(Collected data)
Content starts

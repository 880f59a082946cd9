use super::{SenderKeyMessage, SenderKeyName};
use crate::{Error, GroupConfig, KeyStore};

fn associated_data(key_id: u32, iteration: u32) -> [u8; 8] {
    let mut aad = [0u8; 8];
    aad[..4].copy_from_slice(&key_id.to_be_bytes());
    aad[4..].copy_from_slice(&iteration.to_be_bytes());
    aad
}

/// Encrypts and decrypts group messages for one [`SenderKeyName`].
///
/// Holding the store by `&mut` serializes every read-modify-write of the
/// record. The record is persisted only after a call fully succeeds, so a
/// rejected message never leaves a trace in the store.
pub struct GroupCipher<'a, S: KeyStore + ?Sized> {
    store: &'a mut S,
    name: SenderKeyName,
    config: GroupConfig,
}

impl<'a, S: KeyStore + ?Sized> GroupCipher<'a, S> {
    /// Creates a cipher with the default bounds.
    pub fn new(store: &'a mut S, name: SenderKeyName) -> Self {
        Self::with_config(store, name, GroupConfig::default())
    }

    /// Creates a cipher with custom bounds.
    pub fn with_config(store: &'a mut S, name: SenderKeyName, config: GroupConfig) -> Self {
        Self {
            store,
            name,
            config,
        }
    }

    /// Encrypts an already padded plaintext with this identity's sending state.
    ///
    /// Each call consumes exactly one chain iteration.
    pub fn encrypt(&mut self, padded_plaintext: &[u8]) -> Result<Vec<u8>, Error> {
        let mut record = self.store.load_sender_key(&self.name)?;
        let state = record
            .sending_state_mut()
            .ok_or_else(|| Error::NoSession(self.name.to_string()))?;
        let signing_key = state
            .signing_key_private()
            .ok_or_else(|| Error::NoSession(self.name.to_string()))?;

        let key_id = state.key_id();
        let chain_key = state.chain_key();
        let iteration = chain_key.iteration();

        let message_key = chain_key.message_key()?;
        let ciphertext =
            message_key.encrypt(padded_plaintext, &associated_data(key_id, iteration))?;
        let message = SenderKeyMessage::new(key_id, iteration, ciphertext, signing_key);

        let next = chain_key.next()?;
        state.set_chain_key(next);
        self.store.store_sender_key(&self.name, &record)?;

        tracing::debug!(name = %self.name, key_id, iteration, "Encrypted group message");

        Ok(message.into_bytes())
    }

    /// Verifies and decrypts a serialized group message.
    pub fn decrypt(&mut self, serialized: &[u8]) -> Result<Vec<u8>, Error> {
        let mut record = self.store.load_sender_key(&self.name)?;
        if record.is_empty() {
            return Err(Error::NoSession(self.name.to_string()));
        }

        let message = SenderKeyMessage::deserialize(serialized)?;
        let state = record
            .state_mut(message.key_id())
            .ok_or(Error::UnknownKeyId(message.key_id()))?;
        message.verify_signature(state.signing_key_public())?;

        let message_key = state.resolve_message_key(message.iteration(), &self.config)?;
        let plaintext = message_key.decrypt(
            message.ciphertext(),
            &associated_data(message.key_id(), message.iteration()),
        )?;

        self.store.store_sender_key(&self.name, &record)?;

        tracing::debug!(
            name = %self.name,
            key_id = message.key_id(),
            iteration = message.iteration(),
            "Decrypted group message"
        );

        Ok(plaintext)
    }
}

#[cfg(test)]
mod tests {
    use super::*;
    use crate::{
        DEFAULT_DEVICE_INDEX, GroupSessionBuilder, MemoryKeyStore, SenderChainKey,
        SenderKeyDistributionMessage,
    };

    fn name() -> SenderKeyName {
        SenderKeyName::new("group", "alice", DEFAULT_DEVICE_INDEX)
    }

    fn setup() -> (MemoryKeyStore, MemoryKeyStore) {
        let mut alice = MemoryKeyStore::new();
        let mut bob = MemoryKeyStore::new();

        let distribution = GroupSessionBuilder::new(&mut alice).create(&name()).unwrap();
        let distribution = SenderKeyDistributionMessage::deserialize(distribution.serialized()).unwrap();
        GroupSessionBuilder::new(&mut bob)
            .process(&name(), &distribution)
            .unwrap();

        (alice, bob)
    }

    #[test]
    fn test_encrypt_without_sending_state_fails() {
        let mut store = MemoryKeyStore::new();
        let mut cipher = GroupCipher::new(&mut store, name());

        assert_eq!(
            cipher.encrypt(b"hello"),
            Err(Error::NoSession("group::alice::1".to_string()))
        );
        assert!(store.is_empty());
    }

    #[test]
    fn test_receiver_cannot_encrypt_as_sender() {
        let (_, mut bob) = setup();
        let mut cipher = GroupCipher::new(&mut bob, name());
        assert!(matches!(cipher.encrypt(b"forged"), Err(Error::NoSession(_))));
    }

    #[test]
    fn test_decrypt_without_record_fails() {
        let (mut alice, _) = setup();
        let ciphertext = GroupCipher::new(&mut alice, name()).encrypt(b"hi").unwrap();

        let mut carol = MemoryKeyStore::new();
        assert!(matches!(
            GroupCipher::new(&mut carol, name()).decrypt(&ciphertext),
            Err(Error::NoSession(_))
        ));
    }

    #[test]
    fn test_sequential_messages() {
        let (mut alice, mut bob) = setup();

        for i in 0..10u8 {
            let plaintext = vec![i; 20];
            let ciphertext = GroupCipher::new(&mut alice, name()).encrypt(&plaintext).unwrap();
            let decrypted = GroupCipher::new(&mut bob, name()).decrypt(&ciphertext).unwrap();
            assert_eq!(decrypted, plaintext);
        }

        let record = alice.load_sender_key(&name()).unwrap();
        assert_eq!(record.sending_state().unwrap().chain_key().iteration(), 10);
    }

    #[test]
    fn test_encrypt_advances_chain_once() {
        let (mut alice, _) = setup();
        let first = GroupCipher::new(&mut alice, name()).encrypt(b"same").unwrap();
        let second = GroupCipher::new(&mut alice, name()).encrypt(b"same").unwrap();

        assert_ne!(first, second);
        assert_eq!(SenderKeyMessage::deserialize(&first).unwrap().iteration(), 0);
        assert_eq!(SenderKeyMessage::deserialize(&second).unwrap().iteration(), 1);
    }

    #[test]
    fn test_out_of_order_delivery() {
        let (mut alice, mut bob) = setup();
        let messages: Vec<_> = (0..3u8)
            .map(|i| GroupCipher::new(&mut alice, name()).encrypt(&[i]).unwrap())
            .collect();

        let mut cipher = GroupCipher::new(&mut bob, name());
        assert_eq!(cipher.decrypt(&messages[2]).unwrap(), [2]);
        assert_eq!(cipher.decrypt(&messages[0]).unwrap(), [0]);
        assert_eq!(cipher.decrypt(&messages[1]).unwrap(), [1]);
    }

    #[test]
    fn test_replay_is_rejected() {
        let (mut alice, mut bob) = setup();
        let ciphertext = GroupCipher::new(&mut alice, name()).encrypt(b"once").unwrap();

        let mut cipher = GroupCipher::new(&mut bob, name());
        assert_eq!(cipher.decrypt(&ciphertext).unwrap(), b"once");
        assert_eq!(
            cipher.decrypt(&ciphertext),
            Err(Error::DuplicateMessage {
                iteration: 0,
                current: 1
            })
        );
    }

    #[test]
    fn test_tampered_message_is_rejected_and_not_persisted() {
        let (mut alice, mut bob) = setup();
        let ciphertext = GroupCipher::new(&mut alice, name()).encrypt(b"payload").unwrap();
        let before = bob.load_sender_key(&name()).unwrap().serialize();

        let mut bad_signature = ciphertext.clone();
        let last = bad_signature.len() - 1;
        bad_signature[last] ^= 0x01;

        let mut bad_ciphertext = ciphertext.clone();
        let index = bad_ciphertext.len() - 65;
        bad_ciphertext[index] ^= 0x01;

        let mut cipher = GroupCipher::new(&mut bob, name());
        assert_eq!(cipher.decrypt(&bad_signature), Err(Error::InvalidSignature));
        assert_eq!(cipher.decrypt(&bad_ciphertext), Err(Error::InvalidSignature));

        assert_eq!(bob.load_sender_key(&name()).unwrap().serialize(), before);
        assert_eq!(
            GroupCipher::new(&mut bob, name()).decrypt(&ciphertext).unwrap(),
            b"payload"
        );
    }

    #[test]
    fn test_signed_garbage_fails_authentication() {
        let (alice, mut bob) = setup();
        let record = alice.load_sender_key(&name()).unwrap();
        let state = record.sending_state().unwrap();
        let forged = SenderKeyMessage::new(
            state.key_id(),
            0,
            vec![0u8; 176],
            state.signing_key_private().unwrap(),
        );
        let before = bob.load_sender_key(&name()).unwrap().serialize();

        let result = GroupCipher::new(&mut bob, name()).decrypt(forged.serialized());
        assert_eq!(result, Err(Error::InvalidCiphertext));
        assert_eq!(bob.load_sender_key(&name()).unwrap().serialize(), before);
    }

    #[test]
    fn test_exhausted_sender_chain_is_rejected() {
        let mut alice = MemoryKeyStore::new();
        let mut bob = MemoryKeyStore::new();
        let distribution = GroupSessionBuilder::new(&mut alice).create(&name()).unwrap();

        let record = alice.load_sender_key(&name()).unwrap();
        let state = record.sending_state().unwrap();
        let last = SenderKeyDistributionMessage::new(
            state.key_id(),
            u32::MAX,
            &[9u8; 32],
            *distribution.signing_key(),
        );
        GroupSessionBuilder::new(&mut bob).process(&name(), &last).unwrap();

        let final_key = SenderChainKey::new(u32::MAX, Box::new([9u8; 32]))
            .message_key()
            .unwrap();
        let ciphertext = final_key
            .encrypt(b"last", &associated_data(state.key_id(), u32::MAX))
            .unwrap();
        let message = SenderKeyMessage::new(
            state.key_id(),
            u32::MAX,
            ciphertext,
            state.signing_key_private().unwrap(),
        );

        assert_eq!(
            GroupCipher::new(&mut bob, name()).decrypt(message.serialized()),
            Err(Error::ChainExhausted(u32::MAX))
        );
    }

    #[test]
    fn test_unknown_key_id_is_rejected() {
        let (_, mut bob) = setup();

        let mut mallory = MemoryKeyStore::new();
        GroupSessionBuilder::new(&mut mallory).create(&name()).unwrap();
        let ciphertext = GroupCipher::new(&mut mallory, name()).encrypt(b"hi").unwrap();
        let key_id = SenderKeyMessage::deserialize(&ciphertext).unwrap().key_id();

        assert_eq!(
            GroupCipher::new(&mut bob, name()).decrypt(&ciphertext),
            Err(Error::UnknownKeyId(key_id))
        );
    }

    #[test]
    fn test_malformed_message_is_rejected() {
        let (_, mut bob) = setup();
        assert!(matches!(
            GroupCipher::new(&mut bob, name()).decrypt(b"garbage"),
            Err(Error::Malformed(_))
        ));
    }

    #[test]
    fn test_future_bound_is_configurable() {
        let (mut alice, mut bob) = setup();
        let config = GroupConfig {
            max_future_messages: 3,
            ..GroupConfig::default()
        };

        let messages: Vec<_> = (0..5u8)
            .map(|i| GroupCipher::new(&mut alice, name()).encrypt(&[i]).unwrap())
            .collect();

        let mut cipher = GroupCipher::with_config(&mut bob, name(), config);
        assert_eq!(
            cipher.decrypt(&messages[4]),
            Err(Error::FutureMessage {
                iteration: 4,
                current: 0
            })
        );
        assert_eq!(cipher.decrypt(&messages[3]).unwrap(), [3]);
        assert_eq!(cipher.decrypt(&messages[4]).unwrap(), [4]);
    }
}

Content ends

▶ [WORK INSTRUCTIONS]
Say how many lines of the entries above hold the string "clone", and say nothing besides the number.

▶ [WRITTEN RESPONSE]
2